Training with fab farmers

14th February 2024

It’s been a joy this year to see my life come full circle. When I left the BBC in November 2023 lots of people kindly got in touch. One of them was Anna Jones: jonesthejourno.com She’s an author, journalist, producer, broadcaster and founder of an inspiring non-profit communications project called Just Farmers: justfarmers.org

Anna and I last saw each other 22 years ago, when she graduated. From 1999 to 2005 I taught radio journalism and production at the University of Lancashire in Preston, alongside my broadcasting work. She was one of my third year students. I remember well her final documentary about the impact of the foot and mouth outbreak of 2001. As well as being a memorable piece of radio, this was personal – her parents are farmers in the beautiful borderlands between Shropshire and Wales and had seen the devastation of that awful disease first hand.

After starting her career in newspapers, she’s worked on the BBC’s Countryfile and Farming Today, presented programmes for Radio 4, produced a new series with Matt Baker for Channel 4 about tenant farming and written a highly acclaimed and thought provoking book called Divide. It was inspired in part, as one reviewer put it, by “The gulf between the attitudes of her Welsh farming family and the hipsterish city of Bristol …”.

Fast forward then to 2024 and I’m up on my hind legs at the not-so hipsterish Phoenix Social Enterprise in Bristol, an urban environment much more familiar to me than to most of the farmers in the room (photo above by the brilliant Ant farwoodphotography.com)

For them it was a chance to meet a couple of journalists. For me it was a treat to be reunited with another member of the class of ’02. Callum May is now the producer for BBC Home Editor Mark Easton. And no, I hadn’t seen him for twenty plus years either! Anna and I agreed (very generously on her part) that the only thing that had changed about us was the colour of our hair. For any teacher, watching your students flourish is one of the delights of the job. To hear Anna, this diminutive dynamo, talking with such passion about helping farmers tell their stories, with knowledge and pride, was wonderful.

And for me this feels like a really valuable part of a new phase of my working life. I’m still teaching (I’m working at the University of Leeds this term with a new generation of would-be journalists) but also doing media skills and awareness training with charities and other organisations. It’s a great way to combine my belief in quality journalism and broadcasting and to dispel some myths about who journalists are and how they operate.

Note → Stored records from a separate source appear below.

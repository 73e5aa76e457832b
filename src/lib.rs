pub mod adapters;
pub mod controllers;
pub mod core;
pub mod input;
pub mod presenters;

pub use controllers::interactive::{
    CanvasSurfacePort, EventResponse, GestureController, GestureSession, InputEvent, SetupError,
};
pub use controllers::render_file::{RenderFileController, RenderFileError, RenderMode};
pub use crate::core::actions::rasterize::pipeline::RenderPipeline;
pub use crate::core::actions::rasterize::rasterize::{RenderSettings, rasterize};
pub use crate::core::actions::rasterize::rasterize_rayon::rasterize_rayon;
pub use crate::core::colour_mapping::kinds::ColourMapKinds;
pub use crate::core::config::explorer_config::ExplorerConfig;
pub use crate::core::data::canvas_size::CanvasSize;
pub use crate::core::data::complex::Complex;
pub use crate::core::data::formula_params::FormulaParams;
pub use crate::core::data::pixel_buffer::PixelBuffer;
pub use crate::core::data::point::ScreenPoint;
pub use crate::core::data::viewport::{Viewport, ViewportError};
pub use crate::core::fractals::quadratic_family::kinds::EvaluatorKinds;
pub use input::cli::args::RenderArgs;
#[cfg(feature = "gui")]
pub use input::gui::{GuiError, run_gui};
pub use presenters::file::ppm::PpmFilePresenter;
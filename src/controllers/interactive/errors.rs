use crate::core::config::errors::ConfigError;
use crate::core::data::canvas_size::CanvasSize;
use std::error::Error;
use std::fmt;

#[derive(Debug, Clone, PartialEq)]
pub enum SetupError {
    EmptyCanvas { size: CanvasSize },
    Config(ConfigError),
}

impl fmt::Display for SetupError {
    fn fmt(&self, f: &mut fmt::Formatter<'_>) -> fmt::Result {
        match self {
            Self::EmptyCanvas { size } => write!(
                f,
                "canvas is {}x{}; an interactive renderer needs a non-empty canvas",
                size.width, size.height
            ),
            Self::Config(err) => write!(f, "invalid configuration: {}", err),
        }
    }
}

impl Error for SetupError {
    fn source(&self) -> Option<&(dyn Error + 'static)> {
        match self {
            Self::Config(err) => Some(err),
            Self::EmptyCanvas { .. } => None,
        }
    }
}

impl From<ConfigError> for SetupError {
    fn from(err: ConfigError) -> Self {
        Self::Config(err)
    }
}
use crate::controllers::ports::file_presenter::FilePresenterPort;
use crate::core::actions::rasterize::pipeline::RenderPipeline;
use crate::core::config::errors::ConfigError;
use crate::core::config::explorer_config::ExplorerConfig;
use crate::core::data::canvas_size::CanvasSize;
use crate::core::data::pixel_buffer::PixelBuffer;
use std::error::Error;
use std::fmt;
use std::path::Path;
use std::time::Instant;
use tracing::info;

#[derive(Debug)]
pub enum RenderFileError {
    Config(ConfigError),
    EmptyCanvas { size: CanvasSize },
    NothingRendered,
    Io(std::io::Error),
}

impl fmt::Display for RenderFileError {
    fn fmt(&self, f: &mut fmt::Formatter<'_>) -> fmt::Result {
        match self {
            Self::Config(err) => write!(f, "invalid configuration: {}", err),
            Self::EmptyCanvas { size } => {
                write!(f, "cannot render a {}x{} image", size.width, size.height)
            }
            Self::NothingRendered => write!(f, "no frame has been rendered yet"),
            Self::Io(err) => write!(f, "failed to write image: {}", err),
        }
    }
}

impl Error for RenderFileError {
    fn source(&self) -> Option<&(dyn Error + 'static)> {
        match self {
            Self::Config(err) => Some(err),
            Self::Io(err) => Some(err),
            Self::EmptyCanvas { .. } | Self::NothingRendered => None,
        }
    }
}

impl From<ConfigError> for RenderFileError {
    fn from(err: ConfigError) -> Self {
        Self::Config(err)
    }
}

impl From<std::io::Error> for RenderFileError {
    fn from(err: std::io::Error) -> Self {
        Self::Io(err)
    }
}

/// How the headless renderer spreads work over cores.
#[derive(Debug, Copy, Clone, PartialEq, Eq, Default)]
pub enum RenderMode {
    #[default]
    Sequential,
    /// Rows fan out over the rayon thread pool.
    Parallel,
}

/// Renders a single frame from a configuration and hands it to a file
/// presenter.
pub struct RenderFileController<P: FilePresenterPort> {
    presenter: P,
    buffer: Option<PixelBuffer>,
}

impl<P: FilePresenterPort> RenderFileController<P> {
    pub fn new(presenter: P) -> Self {
        Self {
            presenter,
            buffer: None,
        }
    }

    pub fn generate(
        &mut self,
        config: &ExplorerConfig,
        size: CanvasSize,
        mode: RenderMode,
    ) -> Result<&PixelBuffer, RenderFileError> {
        if size.is_empty() {
            return Err(RenderFileError::EmptyCanvas { size });
        }

        let viewport = config.initial_viewport()?;
        let pipeline = RenderPipeline::from_config(config);

        info!(
            width = size.width,
            height = size.height,
            max_iterations = config.max_iterations,
            evaluator = pipeline.evaluator().display_name(),
            colour_map = pipeline.colour_map().display_name(),
            ?mode,
            "rendering fractal"
        );

        let start = Instant::now();
        let buffer = match mode {
            RenderMode::Sequential => pipeline.render(&viewport, size),
            RenderMode::Parallel => pipeline.render_rayon(&viewport, size),
        };

        info!(elapsed = ?start.elapsed(), "render finished");

        Ok(self.buffer.insert(buffer))
    }

    pub fn write(&self, filepath: impl AsRef<Path>) -> Result<(), RenderFileError> {
        let buffer = self.buffer.as_ref().ok_or(RenderFileError::NothingRendered)?;

        self.presenter.present(buffer, filepath.as_ref())?;
        info!(path = %filepath.as_ref().display(), "image saved");

        Ok(())
    }

    #[must_use]
    pub fn buffer(&self) -> Option<&PixelBuffer> {
        self.buffer.as_ref()
    }
}

#[cfg(test)]
mod tests {
    use super::*;
    use std::cell::RefCell;
    use std::path::PathBuf;

    #[derive(Default)]
    struct RecordingPresenter {
        written: RefCell<Vec<(PathBuf, CanvasSize)>>,
    }

    impl FilePresenterPort for RecordingPresenter {
        fn present(&self, buffer: &PixelBuffer, filepath: impl AsRef<Path>) -> std::io::Result<()> {
            self.written
                .borrow_mut()
                .push((filepath.as_ref().to_path_buf(), buffer.size()));
            Ok(())
        }
    }

    fn small_config() -> ExplorerConfig {
        ExplorerConfig {
            max_iterations: 20,
            ..ExplorerConfig::default()
        }
    }

    #[test]
    fn test_generate_then_write() {
        let mut controller = RenderFileController::new(RecordingPresenter::default());

        let size = CanvasSize::new(16, 9);
        let buffer = controller
            .generate(&small_config(), size, RenderMode::Sequential)
            .unwrap();
        assert_eq!(buffer.size(), size);

        controller.write("out.ppm").unwrap();

        let written = controller.presenter.written.borrow();
        assert_eq!(
            written.as_slice(),
            &[(PathBuf::from("out.ppm"), CanvasSize::new(16, 9))]
        );
    }

    #[test]
    fn test_parallel_matches_sequential() {
        let config = small_config();
        let size = CanvasSize::new(23, 17);
        let mut sequential = RenderFileController::new(RecordingPresenter::default());
        let mut parallel = RenderFileController::new(RecordingPresenter::default());

        sequential
            .generate(&config, size, RenderMode::Sequential)
            .unwrap();
        parallel.generate(&config, size, RenderMode::Parallel).unwrap();

        assert_eq!(sequential.buffer(), parallel.buffer());
    }

    #[test]
    fn test_write_before_generate_fails() {
        let controller = RenderFileController::new(RecordingPresenter::default());

        assert!(matches!(
            controller.write("out.ppm"),
            Err(RenderFileError::NothingRendered)
        ));
    }

    #[test]
    fn test_generate_rejects_empty_size_and_bad_config() {
        let mut controller = RenderFileController::new(RecordingPresenter::default());

        let empty = CanvasSize::new(0, 4);
        assert!(matches!(
            controller.generate(&small_config(), empty, RenderMode::Sequential),
            Err(RenderFileError::EmptyCanvas { .. })
        ));

        let config = ExplorerConfig {
            initial_scale: -1.0,
            ..small_config()
        };
        assert!(matches!(
            controller.generate(&config, CanvasSize::new(4, 4), RenderMode::Sequential),
            Err(RenderFileError::Config(ConfigError::InvalidInitialScale { .. }))
        ));
        assert!(controller.buffer().is_none());
    }
}
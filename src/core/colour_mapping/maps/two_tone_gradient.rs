use crate::core::actions::rasterize::ports::colour_map::ColourMap;
use crate::core::data::colour::Colour;
use crate::core::data::complex::Complex;

/// Linear blend between two colours by escape fraction, with a flat colour
/// for points that never escape.
#[derive(Debug, Clone, Copy, PartialEq, Eq)]
pub struct TwoToneGradient {
    start: Colour,
    end: Colour,
    interior: Colour,
}

impl Default for TwoToneGradient {
    fn default() -> Self {
        Self::new(Self::ROSE_START, Self::ROSE_END, Self::ROSE_INTERIOR)
    }
}

impl TwoToneGradient {
    pub const ROSE_START: Colour = Colour::new(204, 100, 220);
    pub const ROSE_END: Colour = Colour::new(255, 150, 180);
    pub const ROSE_INTERIOR: Colour = Colour::new(240, 220, 230);

    #[must_use]
    pub const fn new(start: Colour, end: Colour, interior: Colour) -> Self {
        Self {
            start,
            end,
            interior,
        }
    }

    #[must_use]
    pub fn interior(&self) -> Colour {
        self.interior
    }
}

fn lerp_channel(start: u8, end: u8, t: f64) -> u8 {
    let start = f64::from(start);
    let end = f64::from(end);

    (start + (end - start) * t).floor().clamp(0.0, 255.0) as u8
}

impl ColourMap for TwoToneGradient {
    fn colourise(&self, iterations: u32, max_iterations: u32, _: Complex, _: f64) -> Colour {
        if iterations >= max_iterations {
            return self.interior;
        }

        let t = f64::from(iterations) / f64::from(max_iterations);

        Colour {
            r: lerp_channel(self.start.r, self.end.r, t),
            g: lerp_channel(self.start.g, self.end.g, t),
            b: lerp_channel(self.start.b, self.end.b, t),
        }
    }

    fn display_name(&self) -> &str {
        "Two-tone gradient"
    }
}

I also played snippets of chats with female farmers in West Yorkshire about rhubarb and rapeseed oil and showed off pictures of me with Basil Brush and Chris Kamara! Before the day was out I conducted interviews with farmers, younger and older, women and men, black and white from Scotland to Essex, urban Manchester to the Isle of Wight. We talked about growing speciality mushrooms for the restaurant trade, cattle egrets from Africa, activity trackers in cows’ ears and water pollution. The day – and one the following week with another group of farmers – was challenging, inspiring and really rather moving.